§ Exercise prompt
Down to the last line, restate the material below exactly.

- - - - - - -

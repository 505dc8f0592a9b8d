use crate::types::TagDataType;
use serde::{Deserialize, Serialize};
use serde_json::Value as JsonValue;
use std::fmt;
use thiserror::Error;

/// A typed tag value as stored in the local tag tree.
#[derive(Debug, Clone, PartialEq, Serialize, Deserialize)]
#[serde(untagged)]
pub enum TagValue {
    Boolean(bool),
    Integer(i32),
    Dword(i64),
    Float(f64),
    String(String),
}

#[derive(Error, Debug, Clone, PartialEq, Eq)]
#[error("cannot represent {found} as {expected}")]
pub struct TagValueCastError {
    pub expected: TagDataType,
    pub found: String,
}

impl TagValue {
    pub fn data_type(&self) -> TagDataType {
        match self {
            TagValue::Boolean(_) => TagDataType::Boolean,
            TagValue::Integer(_) => TagDataType::Integer,
            TagValue::Dword(_) => TagDataType::Dword,
            TagValue::Float(_) => TagDataType::Float,
            TagValue::String(_) => TagDataType::String,
        }
    }
}

impl fmt::Display for TagValue {
    fn fmt(&self, f: &mut fmt::Formatter<'_>) -> fmt::Result {
        match self {
            TagValue::Boolean(v) => write!(f, "{v}"),
            TagValue::Integer(v) => write!(f, "{v}"),
            TagValue::Dword(v) => write!(f, "{v}"),
            TagValue::Float(v) => write!(f, "{v}"),
            TagValue::String(v) => f.write_str(v),
        }
    }
}

fn cast_err(expected: TagDataType, raw: &JsonValue) -> TagValueCastError {
    TagValueCastError {
        expected,
        found: raw.to_string(),
    }
}

/// Coerces a raw JSON value from a relay payload into the declared tag type.
///
/// Numeric payloads arrive as JSON numbers or as numeric strings; booleans
/// additionally accept 0/1. Values that cannot be represented in the target
/// type fail rather than truncate.
pub fn coerce_value(raw: &JsonValue, data_type: TagDataType) -> Result<TagValue, TagValueCastError> {
    match data_type {
        TagDataType::Boolean => match raw {
            JsonValue::Bool(b) => Ok(TagValue::Boolean(*b)),
            JsonValue::Number(n) => match n.as_i64() {
                Some(0) => Ok(TagValue::Boolean(false)),
                Some(1) => Ok(TagValue::Boolean(true)),
                _ => match n.as_f64() {
                    Some(f) if f == 0.0 => Ok(TagValue::Boolean(false)),
                    Some(f) if f == 1.0 => Ok(TagValue::Boolean(true)),
                    _ => Err(cast_err(data_type, raw)),
                },
            },
            JsonValue::String(s) => match s.trim() {
                "true" | "1" => Ok(TagValue::Boolean(true)),
                "false" | "0" => Ok(TagValue::Boolean(false)),
                _ => Err(cast_err(data_type, raw)),
            },
            _ => Err(cast_err(data_type, raw)),
        },
        TagDataType::Integer => {
            let n = json_to_f64(raw).ok_or_else(|| cast_err(data_type, raw))?;
            if n.fract() == 0.0 && n >= i32::MIN as f64 && n <= i32::MAX as f64 {
                Ok(TagValue::Integer(n as i32))
            } else {
                Err(cast_err(data_type, raw))
            }
        }
        TagDataType::Dword => {
            let n = json_to_f64(raw).ok_or_else(|| cast_err(data_type, raw))?;
            if n.fract() == 0.0 && n >= i64::MIN as f64 && n <= i64::MAX as f64 {
                Ok(TagValue::Dword(n as i64))
            } else {
                Err(cast_err(data_type, raw))
            }
        }
        TagDataType::Float => json_to_f64(raw)
            .map(TagValue::Float)
            .ok_or_else(|| cast_err(data_type, raw)),
        TagDataType::String => match raw {
            JsonValue::String(s) => Ok(TagValue::String(s.clone())),
            JsonValue::Bool(b) => Ok(TagValue::String(b.to_string())),
            JsonValue::Number(n) => Ok(TagValue::String(n.to_string())),
            // gateways report an empty string tag as null
            JsonValue::Null => Ok(TagValue::String(String::new())),
            _ => Err(cast_err(data_type, raw)),
        },
    }
}

fn json_to_f64(raw: &JsonValue) -> Option<f64> {
    match raw {
        JsonValue::Number(n) => n.as_f64(),
        JsonValue::String(s) => s.trim().parse::<f64>().ok(),
        JsonValue::Bool(b) => Some(if *b { 1.0 } else { 0.0 }),
        _ => None,
    }
}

- - - - - - -

§ Answer section
repository 505dc8f0592a9b8d
use crate::types::TagDataType;
use serde::{Deserialize, Serialize};
use serde_json::Value as JsonValue;
use std::fmt;
use thiserror::Error;

/// A typed tag value as stored in the local tag tree.
#[derive(Debug, Clone, PartialEq, Serialize, Deserialize)]
#[serde(untagged)]
pub enum TagValue {
    Boolean(bool),
    Integer(i32),
    Dword(i64),
    Float(f64),
    String(String),
}

#[derive(Error, Debug, Clone, PartialEq, Eq)]
#[error("cannot represent {found} as {expected}")]
pub struct TagValueCastError {
    pub expected: TagDataType,
    pub found: String,
}

impl TagValue {
    pub fn data_type(&self) -> TagDataType {
        match self {
            TagValue::Boolean(_) => TagDataType::Boolean,
            TagValue::Integer(_) => TagDataType::Integer,
            TagValue::Dword(_) => TagDataType::Dword,
            TagValue::Float(_) => TagDataType::Float,
            TagValue::String(_) => TagDataType::String,
        }
    }
}

impl fmt::Display for TagValue {
    fn fmt(&self, f: &mut fmt::Formatter<'_>) -> fmt::Result {
        match self {
            TagValue::Boolean(v) => write!(f, "{v}"),
            TagValue::Integer(v) => write!(f, "{v}"),
            TagValue::Dword(v) => write!(f, "{v}"),
            TagValue::Float(v) => write!(f, "{v}"),
            TagValue::String(v) => f.write_str(v),
        }
    }
}

fn cast_err(expected: TagDataType, raw: &JsonValue) -> TagValueCastError {
    TagValueCastError {
        expected,
        found: raw.to_string(),
    }
}

/// Coerces a raw JSON value from a relay payload into the declared tag type.
///
/// Numeric payloads arrive as JSON numbers or as numeric strings; booleans
/// additionally accept 0/1. Values that cannot be represented in the target
/// type fail rather than truncate.
pub fn coerce_value(raw: &JsonValue, data_type: TagDataType) -> Result<TagValue, TagValueCastError> {
    match data_type {
        TagDataType::Boolean => match raw {
            JsonValue::Bool(b) => Ok(TagValue::Boolean(*b)),
            JsonValue::Number(n) => match n.as_i64() {
                Some(0) => Ok(TagValue::Boolean(false)),
                Some(1) => Ok(TagValue::Boolean(true)),
                _ => match n.as_f64() {
                    Some(f) if f == 0.0 => Ok(TagValue::Boolean(false)),
                    Some(f) if f == 1.0 => Ok(TagValue::Boolean(true)),
                    _ => Err(cast_err(data_type, raw)),
                },
            },
            JsonValue::String(s) => match s.trim() {
                "true" | "1" => Ok(TagValue::Boolean(true)),
                "false" | "0" => Ok(TagValue::Boolean(false)),
                _ => Err(cast_err(data_type, raw)),
            },
            _ => Err(cast_err(data_type, raw)),
        },
        TagDataType::Integer => {
            let n = json_to_f64(raw).ok_or_else(|| cast_err(data_type, raw))?;
            if n.fract() == 0.0 && n >= i32::MIN as f64 && n <= i32::MAX as f64 {
                Ok(TagValue::Integer(n as i32))
            } else {
                Err(cast_err(data_type, raw))
            }
        }
        TagDataType::Dword => {
            let n = json_to_f64(raw).ok_or_else(|| cast_err(data_type, raw))?;
            if n.fract() == 0.0 && n >= i64::MIN as f64 && n <= i64::MAX as f64 {
                Ok(TagValue::Dword(n as i64))
            } else {
                Err(cast_err(data_type, raw))
            }
        }
        TagDataType::Float => json_to_f64(raw)
            .map(TagValue::Float)
            .ok_or_else(|| cast_err(data_type, raw)),
        TagDataType::String => match raw {
            JsonValue::String(s) => Ok(TagValue::String(s.clone())),
            JsonValue::Bool(b) => Ok(TagValue::String(b.to_string())),
            JsonValue::Number(n) => Ok(TagValue::String(n.to_string())),
            // gateways report an empty string tag as null
            JsonValue::Null => Ok(TagValue::String(String::new())),
            _ => Err(cast_err(data_type, raw)),
        },
    }
}

fn json_to_f64(raw: &JsonValue) -> Option<f64> {
    match raw {
        JsonValue::Number(n) => n.as_f64(),
        JsonValue::String(s) => s.trim().parse::<f64>().ok(),
        JsonValue::Bool(b) => Some(if *b { 1.0 } else { 0.0 }),
        _ => None,
    }
}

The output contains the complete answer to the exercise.